Juntei as palavras que me puseram na mesa e construí a minha história. Sem pedra, sem jangada, sem intermitências. Só com palavras que fluíram naturalmente. Na minha casa também não havia livros, tal como na sua. As memórias que me assaltam tornam-nos parecidos e também são pequenas. Não havia O Século, nem Dolfuss, nem o Diário de Notícias, nem semanários como o Sempre Fixe. Nada. Nem a forrar paredes. Só a Bíblia que herdei do meu avô, felizmente alfabetizado, apesar de ter também nascido no século XIX, como o seu, que me lia as histórias do evangelho, quando estava frio. Jesus, Caim, Parábolas, palavras que fui ouvindo. Mas, ao contrário de si, não aprendi a ler sozinha, tive ajuda; primeiro tive a chamada "escola paga", particular; depois a pública.  E consegui estudar até à Universidade, em Lisboa, porque tive a força suficiente e a persistência de dizer que QUERIA (trabalhei um ano inteiro, pedi bolsa). O meu pai, também José, nunca pôde estudar mais do que a 3ª classe, com a professora regente; gostava de ler, mas estava proibido pelo médico por causa da miopia. Teve de trabalhar no campo, para ajudar a família.
O campo foi sempre um espaço mítico, de refúgio, até hoje. Sobretudo para o meu pai. Para mim também. Conheço as árvores, as pedras, o vento, as plantas, o céu. Continuo a ter a casa desse avô e a minha, as duas próximas uma da outra. Empreendemos sempre essa viagem, várias vezes ao ano: um presente que foi passado e há de ser futuro.
Na prática somos duas pessoas numa só: duplicamo-nos, umas vezes estamos na cidade, pouco vemos; outras vezes estamos num espaço paradisíaco, o mesmo que nos acompanhará toda a vida e cada instante dura a eternidade. Nem uma só uma vez a palavra "morte" nos assusta quando ali estamos. Fazemos parte da paisagem.
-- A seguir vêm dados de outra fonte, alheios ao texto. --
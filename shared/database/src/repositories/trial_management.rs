//! Trial Management Repository
//!
//! Add and read operations for organizations, trials, sites, patients,
//! patient data files, and patient site history.

use std::sync::Arc;

use thiserror::Error;
use trial_utils::log_error;
use uuid::Uuid;

use trial_models::{
    ClinicalPatient, ClinicalSite, ClinicalTrial, Organization, PatientDataFile,
    PatientSiteHistory,
};

use crate::store::{Include, StoreResult, TrialStore};

/// Text returned to callers for every failed operation.
pub const GENERIC_ERROR_MESSAGE: &str =
    "An Error occured while processing your request. Information has been logged.";

/// The only error surfaced by the facade. The store's own error is logged,
/// never returned.
#[derive(Error, Debug, Clone, Copy, PartialEq, Eq)]
pub enum RepositoryError {
    #[error("{}", GENERIC_ERROR_MESSAGE)]
    StoreOperationFailed,
}

pub type RepositoryResult<T> = Result<T, RepositoryError>;

#[derive(Clone)]
pub struct TrialManagementRepository {
    store: Arc<dyn TrialStore>,
}

impl TrialManagementRepository {
    pub fn new(store: Arc<dyn TrialStore>) -> Self {
        Self { store }
    }

    pub fn with_store<S: TrialStore + 'static>(store: S) -> Self {
        Self::new(Arc::new(store))
    }

    pub async fn add_organization(
        &self,
        organization: Organization,
    ) -> RepositoryResult<Organization> {
        let outcome = self.store.insert_organization(&organization).await;
        settle(outcome.map(|()| organization), "add_organization")
    }

    pub async fn add_clinical_trial(
        &self,
        trial: ClinicalTrial,
    ) -> RepositoryResult<ClinicalTrial> {
        let outcome = self.store.insert_clinical_trial(&trial).await;
        settle(outcome.map(|()| trial), "add_clinical_trial")
    }

    pub async fn add_clinical_site(&self, site: ClinicalSite) -> RepositoryResult<ClinicalSite> {
        let outcome = self.store.insert_clinical_site(&site).await;
        settle(outcome.map(|()| site), "add_clinical_site")
    }

    pub async fn add_clinical_patient(
        &self,
        patient: ClinicalPatient,
    ) -> RepositoryResult<ClinicalPatient> {
        let outcome = self.store.insert_clinical_patient(&patient).await;
        settle(outcome.map(|()| patient), "add_clinical_patient")
    }

    pub async fn add_patient_data_file(
        &self,
        data_file: PatientDataFile,
    ) -> RepositoryResult<PatientDataFile> {
        let outcome = self.store.insert_patient_data_file(&data_file).await;
        settle(outcome.map(|()| data_file), "add_patient_data_file")
    }

    pub async fn add_patient_site_history(
        &self,
        history: PatientSiteHistory,
    ) -> RepositoryResult<PatientSiteHistory> {
        let outcome = self.store.insert_patient_site_history(&history).await;
        settle(outcome.map(|()| history), "add_patient_site_history")
    }

    /// Loads trials when `include.trials` is set.
    pub async fn get_organization(
        &self,
        id: Uuid,
        include: Include,
    ) -> RepositoryResult<Option<Organization>> {
        settle(self.store.find_organization(id, include).await, "get_organization")
    }

    /// Loads sites and/or patients per `include`.
    pub async fn get_clinical_trial(
        &self,
        id: Uuid,
        include: Include,
    ) -> RepositoryResult<Option<ClinicalTrial>> {
        settle(self.store.find_clinical_trial(id, include).await, "get_clinical_trial")
    }

    /// Loads patients when `include.patients` is set.
    pub async fn get_clinical_site(
        &self,
        id: Uuid,
        include: Include,
    ) -> RepositoryResult<Option<ClinicalSite>> {
        settle(self.store.find_clinical_site(id, include).await, "get_clinical_site")
    }

    pub async fn get_clinical_patient(
        &self,
        id: Uuid,
    ) -> RepositoryResult<Option<ClinicalPatient>> {
        settle(self.store.find_clinical_patient(id).await, "get_clinical_patient")
    }

    pub async fn get_patient_data_file(
        &self,
        id: Uuid,
    ) -> RepositoryResult<Option<PatientDataFile>> {
        settle(self.store.find_patient_data_file(id).await, "get_patient_data_file")
    }

    pub async fn get_patient_site_history(
        &self,
        id: Uuid,
    ) -> RepositoryResult<Option<PatientSiteHistory>> {
        settle(self.store.find_patient_site_history(id).await, "get_patient_site_history")
    }

    /// Organizations whose name contains `name_part`, ordered by name.
    /// An empty `name_part` returns every organization.
    pub async fn search_organizations_by_name(
        &self,
        name_part: &str,
    ) -> RepositoryResult<Vec<Organization>> {
        settle(
            self.store.search_organizations(name_part).await,
            "search_organizations_by_name",
        )
    }
}

fn settle<T>(outcome: StoreResult<T>, operation: &'static str) -> RepositoryResult<T> {
    outcome.map_err(|err| {
        log_error!(err, "Store operation failed", operation = operation);
        RepositoryError::StoreOperationFailed
    })
}
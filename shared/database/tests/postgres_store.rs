//! PostgreSQL round trips.
//!
//! Run with a disposable database:
//! `TRIALS_TEST_DATABASE_URL=postgres://... cargo test -p trial-database -- --ignored`

use std::time::Duration;

use uuid::Uuid;

use trial_database::{
    create_postgres_pool, create_schema, postgres_health_check, Include, PgTrialStore,
    RepositoryError, TrialManagementRepository,
};
use trial_models::{ClinicalPatient, ClinicalSite, ClinicalTrial, Organization, PatientSiteHistory};

async fn repository() -> TrialManagementRepository {
    let url = std::env::var("TRIALS_TEST_DATABASE_URL")
        .expect("TRIALS_TEST_DATABASE_URL must point at a test database");
    let pool = create_postgres_pool(&url, 2, Duration::from_secs(10)).await.unwrap();
    postgres_health_check(&pool).await.unwrap();
    create_schema(&pool).await.unwrap();
    TrialManagementRepository::with_store(PgTrialStore::new(pool))
}

#[tokio::test]
#[ignore] // Requires a running PostgreSQL
async fn test_graph_round_trip_with_includes() {
    let repository = repository().await;
    let tag = Uuid::new_v4().simple().to_string();

    let organization = repository
        .add_organization(Organization::new(format!("Acme Health {tag}")))
        .await
        .unwrap();

    let trial = repository
        .add_clinical_trial(ClinicalTrial::new(organization.id, "Phase III", "PRT-300"))
        .await
        .unwrap();

    let mut site = ClinicalSite::new(trial.id, "Central");
    site.location = Some("Copenhagen".to_string());
    let site = repository.add_clinical_site(site).await.unwrap();

    let patient = repository
        .add_clinical_patient(ClinicalPatient::new(trial.id, site.id, "C-001"))
        .await
        .unwrap();

    let found = repository
        .get_organization(organization.id, Include::none())
        .await
        .unwrap()
        .unwrap();
    assert_eq!(found, organization);

    let with_trials = repository
        .get_organization(organization.id, Include::none().with_trials())
        .await
        .unwrap()
        .unwrap();
    assert_eq!(with_trials.trials, Some(vec![trial.clone()]));

    let full_trial = repository
        .get_clinical_trial(trial.id, Include::all())
        .await
        .unwrap()
        .unwrap();
    assert_eq!(full_trial.sites, Some(vec![site.clone()]));
    assert_eq!(full_trial.patients, Some(vec![patient.clone()]));

    let history = repository
        .add_patient_site_history(PatientSiteHistory::new(patient.id, site.id))
        .await
        .unwrap();
    assert_eq!(
        repository.get_patient_site_history(history.id).await,
        Ok(Some(history))
    );

    let matches = repository.search_organizations_by_name(&tag).await.unwrap();
    assert_eq!(matches, vec![organization]);
}

#[tokio::test]
#[ignore] // Requires a running PostgreSQL
async fn test_added_organization_reads_back_equal() {
    let repository = repository().await;

    let added = repository
        .add_organization(Organization::new("Acme Health"))
        .await
        .unwrap();
    let found = repository
        .get_organization(added.id, Include::none())
        .await
        .unwrap();

    assert_eq!(found, Some(added));
}

#[tokio::test]
#[ignore] // Requires a running PostgreSQL
async fn test_patient_at_another_trials_site_is_rejected() {
    let repository = repository().await;
    let organization = repository
        .add_organization(Organization::new("Cross Trial Co"))
        .await
        .unwrap();
    let trial_a = repository
        .add_clinical_trial(ClinicalTrial::new(organization.id, "A", "PRT-A"))
        .await
        .unwrap();
    let trial_b = repository
        .add_clinical_trial(ClinicalTrial::new(organization.id, "B", "PRT-B"))
        .await
        .unwrap();
    let site_b = repository
        .add_clinical_site(ClinicalSite::new(trial_b.id, "B Site"))
        .await
        .unwrap();

    let misplaced = ClinicalPatient::new(trial_a.id, site_b.id, "X-001");
    assert_eq!(
        repository.add_clinical_patient(misplaced.clone()).await,
        Err(RepositoryError::StoreOperationFailed)
    );
    assert_eq!(repository.get_clinical_patient(misplaced.id).await, Ok(None));
}

#[tokio::test]
#[ignore] // Requires a running PostgreSQL
async fn test_constraint_violations_collapse_to_generic_error() {
    let repository = repository().await;
    let organization = repository
        .add_organization(Organization::new("Duplicate Co"))
        .await
        .unwrap();

    assert_eq!(
        repository.add_organization(organization).await,
        Err(RepositoryError::StoreOperationFailed)
    );

    let orphan = ClinicalTrial::new(Uuid::new_v4(), "Orphan", "PRT-404");
    assert_eq!(
        repository.add_clinical_trial(orphan).await,
        Err(RepositoryError::StoreOperationFailed)
    );
}

#[tokio::test]
#[ignore] // Requires a running PostgreSQL
async fn test_search_treats_wildcards_literally() {
    let repository = repository().await;
    let tag = Uuid::new_v4().simple().to_string();
    let literal = repository
        .add_organization(Organization::new(format!("100% Care {tag}")))
        .await
        .unwrap();
    repository
        .add_organization(Organization::new(format!("1000 Care {tag}")))
        .await
        .unwrap();

    let matches = repository
        .search_organizations_by_name(&format!("100% Care {tag}"))
        .await
        .unwrap();
    assert_eq!(matches, vec![literal]);
}
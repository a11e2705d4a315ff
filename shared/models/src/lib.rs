//! # Trial Management Domain Models
//!
//! Records persisted by the trial management data-access layer.
//!
//! ## Key Models
//!
//! - **Organization**: a trial sponsor, owning many clinical trials
//! - **ClinicalTrial**: a trial, owning sites and enrolled patients
//! - **ClinicalSite**: a site within a trial, owning its patients
//! - **ClinicalPatient**: an enrolled patient
//! - **PatientDataFile**: metadata for a file uploaded against a patient
//! - **PatientSiteHistory**: a patient's assignment to a site over time
//!
//! Relationship collections are `Option<Vec<_>>`. `None` means the
//! collection was not loaded, which is different from a loaded empty list.

pub mod organization;
pub mod trial;
pub mod site;
pub mod patient;

pub use organization::*;
pub use trial::*;
pub use site::*;
pub use patient::*;

use chrono::{DateTime, SubsecRound, Utc};

/// The current time at the microsecond precision PostgreSQL `TIMESTAMPTZ`
/// stores, so a record reads back equal to what was written.
pub fn timestamp_now() -> DateTime<Utc> {
    Utc::now().trunc_subsecs(6)
}

#[cfg(test)]
mod tests {
    use super::*;
    use uuid::Uuid;

    #[test]
    fn test_organization_new() {
        let organization = Organization::new("Acme Health");

        assert_eq!(organization.name, "Acme Health");
        assert!(!organization.id.is_nil());
        assert!(organization.trials.is_none());
    }

    #[test]
    fn test_without_relations_drops_loaded_collections() {
        let mut trial = ClinicalTrial::new(Uuid::new_v4(), "Phase II", "PRT-002");
        let site = ClinicalSite::new(trial.id, "North Clinic");
        trial.sites = Some(vec![site.clone()]);
        trial.patients = Some(Vec::new());

        let bare = trial.without_relations();
        assert_eq!(bare.id, trial.id);
        assert_eq!(bare.title, trial.title);
        assert!(bare.sites.is_none());
        assert!(bare.patients.is_none());
    }

    #[test]
    fn test_unloaded_collections_are_omitted_from_json() {
        let organization = Organization::new("Acme Health");
        let json = serde_json::to_value(&organization).unwrap();
        assert!(json.get("trials").is_none());

        let mut loaded = organization.clone();
        loaded.trials = Some(Vec::new());
        let json = serde_json::to_value(&loaded).unwrap();
        assert_eq!(json["trials"], serde_json::json!([]));
    }

    #[test]
    fn test_missing_collections_deserialize_as_unloaded() {
        let id = Uuid::new_v4();
        let json = serde_json::json!({
            "id": id,
            "trial_id": Uuid::new_v4(),
            "name": "West Wing",
            "location": null,
            "created_at": "2024-01-01T00:00:00Z"
        });

        let site: ClinicalSite = serde_json::from_value(json).unwrap();
        assert_eq!(site.id, id);
        assert!(site.patients.is_none());
    }

    #[test]
    fn test_constructors_stamp_microsecond_timestamps() {
        use chrono::Timelike;

        let id = Uuid::new_v4();
        let stamps = [
            Organization::new("Acme Health").created_at,
            ClinicalTrial::new(id, "Phase I", "PRT-001").created_at,
            ClinicalSite::new(id, "North").created_at,
            ClinicalPatient::new(id, id, "N-001").enrolled_at,
            PatientDataFile::new(id, "a.csv", "text/csv", "file:///a.csv").uploaded_at,
            PatientSiteHistory::new(id, id).started_at,
            timestamp_now(),
        ];

        for stamp in stamps {
            assert_eq!(stamp.nanosecond() % 1_000, 0, "{stamp}");
        }
    }

    #[test]
    fn test_site_history_open_until_ended() {
        let mut history = PatientSiteHistory::new(Uuid::new_v4(), Uuid::new_v4());
        assert!(history.is_open());

        history.ended_at = Some(timestamp_now());
        history.reason = Some("Transferred".to_string());
        assert!(!history.is_open());
    }
}
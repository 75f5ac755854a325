//! Predicates answered separately by each applicant.

use chrono::{Months, NaiveDate};
use fostering_protocol::{
    AboutYourself, ChildrenLivingAway, CouncillorDetails, EmploymentDetails, FosteringHistory,
    GpDetails, HealthDetails, OtherPerson, PreviousAddress, Workflow,
};

use crate::filled;

/// Home visits also ask for sexual orientation; applications do not.
pub fn about_yourself(about: &AboutYourself, workflow: Workflow) -> bool {
    let core = filled(&about.ethnicity)
        && filled(&about.gender)
        && filled(&about.nationality)
        && filled(&about.religion);
    let orientation = match workflow {
        Workflow::HomeVisit => filled(&about.sexual_orientation),
        Workflow::Application => true,
    };
    let other_name = match about.ever_been_known_by_another_name {
        Some(false) => true,
        Some(true) => filled(&about.another_name),
        None => false,
    };

    core && orientation && other_name
}

pub fn employment(employment: &EmploymentDetails) -> bool {
    match employment.are_you_employed {
        Some(false) => true,
        Some(true) => {
            filled(&employment.job_title)
                && filled(&employment.current_employer)
                && employment.current_hours_of_work.is_some()
        }
        None => false,
    }
}

pub fn fostering_history(history: &FosteringHistory) -> bool {
    match history.previously_applied {
        Some(false) => true,
        Some(true) => filled(&history.previous_fostering_details),
        None => false,
    }
}

pub fn health(health: &HealthDetails) -> bool {
    match (health.registered_disabled, health.medical_conditions) {
        (Some(false), Some(false)) => true,
        (Some(_), Some(_)) => filled(&health.health_details),
        _ => false,
    }
}

fn child_away(child: &OtherPerson) -> bool {
    child.has_identity()
        && filled(&child.address.address_line_1)
        && filled(&child.address.postcode)
}

fn children_band(any: Option<bool>, children: &[OtherPerson]) -> bool {
    match any {
        Some(false) => true,
        Some(true) => !children.is_empty() && children.iter().all(child_away),
        None => false,
    }
}

pub fn children_living_away(children: &ChildrenLivingAway) -> bool {
    children_band(
        children.any_children_under_sixteen,
        &children.children_under_sixteen,
    ) && children_band(
        children.any_children_over_sixteen,
        &children.children_over_sixteen,
    )
}

pub fn gp_details(gp: &GpDetails) -> bool {
    filled(&gp.name_of_gp)
        && filled(&gp.name_of_practice)
        && filled(&gp.phone_number)
        && gp.address.as_ref().is_some_and(|address| address.is_valid())
}

pub fn councillor(councillor: &CouncillorDetails) -> bool {
    match councillor.contact_with_councillor {
        Some(false) => true,
        Some(true) => filled(&councillor.councillor_name) && filled(&councillor.relationship),
        None => false,
    }
}

/// At least one address dates back `years` from `today`, and every previous
/// address (all entries after the first) is dated and located.
pub fn address_history(history: &[PreviousAddress], years: u32, today: NaiveDate) -> bool {
    let Some(cutoff) = today.checked_sub_months(Months::new(years.saturating_mul(12))) else {
        return false;
    };

    let reaches_back = history
        .iter()
        .filter_map(|entry| entry.date_from)
        .any(|date_from| date_from <= cutoff);

    let previous_complete = history.iter().skip(1).all(|entry| {
        entry.date_from.is_some()
            && filled(&entry.address.address_line_1)
            && filled(&entry.address.town)
            && filled(&entry.address.country)
    });

    reaches_back && previous_complete
}

#[cfg(test)]
mod tests {
    use super::*;
    use fostering_protocol::{Address, HoursOfWork};

    fn date(y: i32, m: u32, d: u32) -> NaiveDate {
        NaiveDate::from_ymd_opt(y, m, d).expect("valid date")
    }

    fn about() -> AboutYourself {
        AboutYourself {
            ever_been_known_by_another_name: Some(false),
            ethnicity: "White British".to_string(),
            gender: "Female".to_string(),
            nationality: "British".to_string(),
            religion: "None".to_string(),
            ..Default::default()
        }
    }

    #[test]
    fn sexual_orientation_only_matters_on_home_visits() {
        assert!(about_yourself(&about(), Workflow::Application));
        assert!(!about_yourself(&about(), Workflow::HomeVisit));

        let mut answered = about();
        answered.sexual_orientation = "Prefer not to say".to_string();
        assert!(about_yourself(&answered, Workflow::HomeVisit));
    }

    #[test]
    fn other_name_must_be_given_when_claimed() {
        let mut claimed = about();
        claimed.ever_been_known_by_another_name = Some(true);
        assert!(!about_yourself(&claimed, Workflow::Application));

        claimed.another_name = "Smith".to_string();
        assert!(about_yourself(&claimed, Workflow::Application));

        claimed.ever_been_known_by_another_name = None;
        assert!(!about_yourself(&claimed, Workflow::Application));
    }

    #[test]
    fn employment_rules() {
        let unemployed = EmploymentDetails {
            are_you_employed: Some(false),
            ..Default::default()
        };
        assert!(employment(&unemployed));

        let mut employed = EmploymentDetails {
            are_you_employed: Some(true),
            job_title: "Nurse".to_string(),
            current_employer: "NHS".to_string(),
            current_hours_of_work: Some(HoursOfWork::FullTime),
        };
        assert!(employment(&employed));

        employed.current_hours_of_work = None;
        assert!(!employment(&employed));
        assert!(!employment(&EmploymentDetails::default()));
    }

    #[test]
    fn health_details_required_when_anything_declared() {
        let clear = HealthDetails {
            registered_disabled: Some(false),
            medical_conditions: Some(false),
            health_details: String::new(),
        };
        assert!(health(&clear));

        let declared = HealthDetails {
            medical_conditions: Some(true),
            ..clear.clone()
        };
        assert!(!health(&declared));
        assert!(health(&HealthDetails {
            health_details: "Asthma".to_string(),
            ..declared
        }));
        assert!(!health(&HealthDetails::default()));
    }

    #[test]
    fn children_need_identity_and_address() {
        let mut child = OtherPerson::new("Kim", "Lee", "Female", Some(date(2012, 3, 4)));
        let mut away = ChildrenLivingAway {
            any_children_under_sixteen: Some(true),
            children_under_sixteen: vec![child.clone()],
            any_children_over_sixteen: Some(false),
            children_over_sixteen: Vec::new(),
        };
        assert!(!children_living_away(&away));

        child.address = Address::manual("1 Road", "", "Town", "SK1 1AA");
        away.children_under_sixteen = vec![child];
        assert!(children_living_away(&away));

        away.children_under_sixteen.clear();
        assert!(!children_living_away(&away));

        away.any_children_under_sixteen = Some(false);
        assert!(children_living_away(&away));

        away.any_children_over_sixteen = None;
        assert!(!children_living_away(&away));
    }

    #[test]
    fn address_history_needs_ten_years() {
        let today = date(2024, 6, 15);
        let previous = |line: &str, when| {
            PreviousAddress::new(
                Address {
                    address_line_1: line.to_string(),
                    town: "Town".to_string(),
                    country: "UK".to_string(),
                    postcode: "SK1 1AA".to_string(),
                    ..Default::default()
                },
                when,
            )
        };

        let settled = vec![PreviousAddress::current(Some(date(2014, 6, 1)))];
        assert!(address_history(&settled, 10, today));

        let recent = vec![PreviousAddress::current(Some(date(2020, 1, 1)))];
        assert!(!address_history(&recent, 10, today));

        let backed = vec![
            PreviousAddress::current(Some(date(2020, 1, 1))),
            previous("1 Road", Some(date(2010, 1, 1))),
        ];
        assert!(address_history(&backed, 10, today));

        let gap = vec![
            PreviousAddress::current(Some(date(2020, 1, 1))),
            previous("1 Road", Some(date(2010, 1, 1))),
            previous("", Some(date(2005, 1, 1))),
        ];
        assert!(!address_history(&gap, 10, today));

        assert!(!address_history(&[], 10, today));
    }
}
//! Field store boundary: the CRM's `GetFields` / `SetFields` pair.

use std::collections::{BTreeMap, HashMap};
use std::path::{Path, PathBuf};

use async_trait::async_trait;
use fostering_protocol::{CaseSubject, Field};
use serde::{Deserialize, Serialize};
use tokio::sync::{Mutex, RwLock};

use crate::{GatewayError, Result};

pub(crate) const GET_FIELDS: &str = "GetFields";
pub(crate) const SET_FIELDS: &str = "SetFields";

/// Everything the store returns for one case.
#[derive(Debug, Clone, Default, PartialEq, Eq, Serialize, Deserialize)]
pub struct CaseRecord {
    #[serde(default)]
    pub subject: CaseSubject,
    #[serde(default)]
    pub fields: Vec<Field>,
}

/// One `SetFields` call as the store saw it.
#[derive(Debug, Clone, PartialEq, Eq)]
pub struct FieldWrite {
    pub case_reference: String,
    pub form: String,
    pub fields: Vec<Field>,
}

/// Flat custom-field storage for CRM cases.
///
/// No optimistic concurrency: overlapping writes to one case race and the
/// last one wins per field name.
#[async_trait]
pub trait FieldStore: Send + Sync {
    async fn get_fields(&self, case_reference: &str) -> Result<CaseRecord>;

    /// Writes `fields` through the integration `form`. All-or-nothing.
    async fn set_fields(&self, case_reference: &str, form: &str, fields: Vec<Field>)
        -> Result<()>;
}

/// Applies `incoming` over `existing`, replacing same-named fields in place
/// and appending new names in arrival order.
pub fn merge_fields(existing: &mut Vec<Field>, incoming: Vec<Field>) {
    let mut positions: HashMap<String, usize> = existing
        .iter()
        .enumerate()
        .map(|(idx, field)| (field.name.clone(), idx))
        .collect();

    for field in incoming {
        match positions.get(&field.name) {
            Some(&idx) => existing[idx].value = field.value,
            None => {
                positions.insert(field.name.clone(), existing.len());
                existing.push(field);
            }
        }
    }
}

/// Store held in memory. Keeps a journal of every write for inspection.
#[derive(Debug, Default)]
pub struct InMemoryFieldStore {
    cases: RwLock<HashMap<String, CaseRecord>>,
    writes: RwLock<Vec<FieldWrite>>,
}

impl InMemoryFieldStore {
    pub fn new() -> Self {
        Self::default()
    }

    pub async fn insert(&self, case_reference: impl Into<String>, record: CaseRecord) {
        self.cases.write().await.insert(case_reference.into(), record);
    }

    pub async fn writes(&self) -> Vec<FieldWrite> {
        self.writes.read().await.clone()
    }
}

#[async_trait]
impl FieldStore for InMemoryFieldStore {
    async fn get_fields(&self, case_reference: &str) -> Result<CaseRecord> {
        self.cases
            .read()
            .await
            .get(case_reference)
            .cloned()
            .ok_or_else(|| GatewayError::case_not_found(GET_FIELDS, case_reference))
    }

    async fn set_fields(
        &self,
        case_reference: &str,
        form: &str,
        fields: Vec<Field>,
    ) -> Result<()> {
        let mut cases = self.cases.write().await;
        let record = cases
            .get_mut(case_reference)
            .ok_or_else(|| GatewayError::case_not_found(SET_FIELDS, case_reference))?;

        self.writes.write().await.push(FieldWrite {
            case_reference: case_reference.to_string(),
            form: form.to_string(),
            fields: fields.clone(),
        });
        merge_fields(&mut record.fields, fields);
        Ok(())
    }
}

/// Store backed by one JSON document mapping case reference to record.
#[derive(Debug)]
pub struct JsonFileFieldStore {
    path: PathBuf,
    write_lock: Mutex<()>,
}

impl JsonFileFieldStore {
    pub fn new(path: impl Into<PathBuf>) -> Self {
        Self {
            path: path.into(),
            write_lock: Mutex::new(()),
        }
    }

    pub fn path(&self) -> &Path {
        &self.path
    }

    async fn read_document(&self) -> Result<BTreeMap<String, CaseRecord>> {
        if !tokio::fs::try_exists(&self.path).await? {
            return Ok(BTreeMap::new());
        }
        let bytes = tokio::fs::read(&self.path).await?;
        Ok(serde_json::from_slice(&bytes)?)
    }

    async fn write_document(&self, document: &BTreeMap<String, CaseRecord>) -> Result<()> {
        if let Some(parent) = self.path.parent() {
            if !parent.as_os_str().is_empty() {
                tokio::fs::create_dir_all(parent).await?;
            }
        }

        let bytes = serde_json::to_vec_pretty(document)?;
        let tmp = self.path.with_extension("json.tmp");
        tokio::fs::write(&tmp, bytes).await?;
        tokio::fs::rename(&tmp, &self.path).await?;
        Ok(())
    }
}

#[async_trait]
impl FieldStore for JsonFileFieldStore {
    async fn get_fields(&self, case_reference: &str) -> Result<CaseRecord> {
        let mut document = self.read_document().await?;
        document
            .remove(case_reference)
            .ok_or_else(|| GatewayError::case_not_found(GET_FIELDS, case_reference))
    }

    async fn set_fields(
        &self,
        case_reference: &str,
        form: &str,
        fields: Vec<Field>,
    ) -> Result<()> {
        let _guard = self.write_lock.lock().await;
        let mut document = self.read_document().await?;
        let record = document
            .get_mut(case_reference)
            .ok_or_else(|| GatewayError::case_not_found(SET_FIELDS, case_reference))?;

        let count = fields.len();
        merge_fields(&mut record.fields, fields);
        self.write_document(&document).await?;
        log::debug!(
            "Wrote {count} fields for case {case_reference} via {form} to {}",
            self.path.display()
        );
        Ok(())
    }
}
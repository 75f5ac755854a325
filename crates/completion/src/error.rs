use fostering_protocol::{Section, Workflow};
use thiserror::Error;

pub type Result<T> = std::result::Result<T, CompletionError>;

#[derive(Error, Debug)]
pub enum CompletionError {
    #[error("Section {section} is not part of the {workflow} workflow")]
    SectionNotInWorkflow { section: Section, workflow: Workflow },

    #[error("Invalid completion rules: {0}")]
    InvalidRules(String),
}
Com ela os animais: para sempre os gatos, os cães; na memória as galinhas, os patos, as burras (as duas, a Mimosa e a Carocha).Ao contrário dos seus avós, nunca gostei de porcos, tivemos poucos (só foram mais quando o meu pai era pequeno, também os vendiam). Choravam quando morriam, era um espetáculo que nunca esquecerei.
Os nossos nomes têm sempre uma razão: o senhor herdou uma alcunha de família - Saramago- ; a mim deram-me (a minha madrinha) o nome da minha avó e um dos nomes do meu pai - Martins. O meu pai tinha um nome igual ao seu e um outro que nunca foi dele - Vítor (mas do meu avó). Era o Zé do Vítor e ficou sendo Zé Vítor. Gosto dos nomes das suas personagens, das que têm nome. Sobretudo de Tertuliano Máximo Afonso. E de José, de Todos os Nomes. Mas gosto sobretudo dos topónimos portugueses- como  Amendoais, no Algarve, a minha terra. Tão bonito como Azinhaga, não acha?

Amendoeiras em flor

sexta-feira, 8 de março de 2013

Visita à Fundação

Fomos à Fundação José Saramago.
Ainda não tínhamos ido visitar a Fundação, embora já estivesse nos nossos planos há algum tempo. A participação no concurso fez-nos "apanhar" o barco da carreira Montijo-Lisboa e lá fomos num percurso à beira Tejo.
A visita transportou-nos para o universo do autor. Os livros, as fotos, a família, os amigos, as palestras, as viagens, as traduções....
Gostámos. Vamos voltar com a família e com os alunos.
Na exposição
                              
Um café na livraria

A medalha representativa do Nobel

A Oliveira e Saramago

quinta-feira, 7 de março de 2013

Viagem

Quase no final desta viagem, vamos falar de  outra viagem com o livroA Viagem do elefante. Uma viagem a um século de ouro da História de Portugal que Saramago retrata de forma irónica. O elefante Salomão, ou Solimão, viaja de Lisboa a Viena; as tropas e o tratador têm de conseguir pô-lo lá vivo. Ao longo da viagem, por terra e por mar, as personagens ganham e perdem importância, tal como nós na nossa vida...umas vezes com mais importância, outras vezes, com menos - aos olhos dos outros e até aos nossos próprios olhos. Pela voz de Subhro, o cornaca ou tratador de elefantes, conhecemos algumas características especiais dos elefantes, como a sua sensibilidade, inteligência e meiguice. E também vemos a reação das pessoas face ao animal que, no fim, depois de esquecido e morto, se transforma em alguns objetos de decoração, de gosto duvidoso.
Numa perspetiva histórica e partindo de um facto real- a oferta do paquiderme asiático feita pelo rei D. João III ao arquiduque Maximiliano II que será o futuro genro do imperador Carlos V da Áustria -, o escritor desvenda questões como as crenças, a intolerância, a persistência, a fama e a morte.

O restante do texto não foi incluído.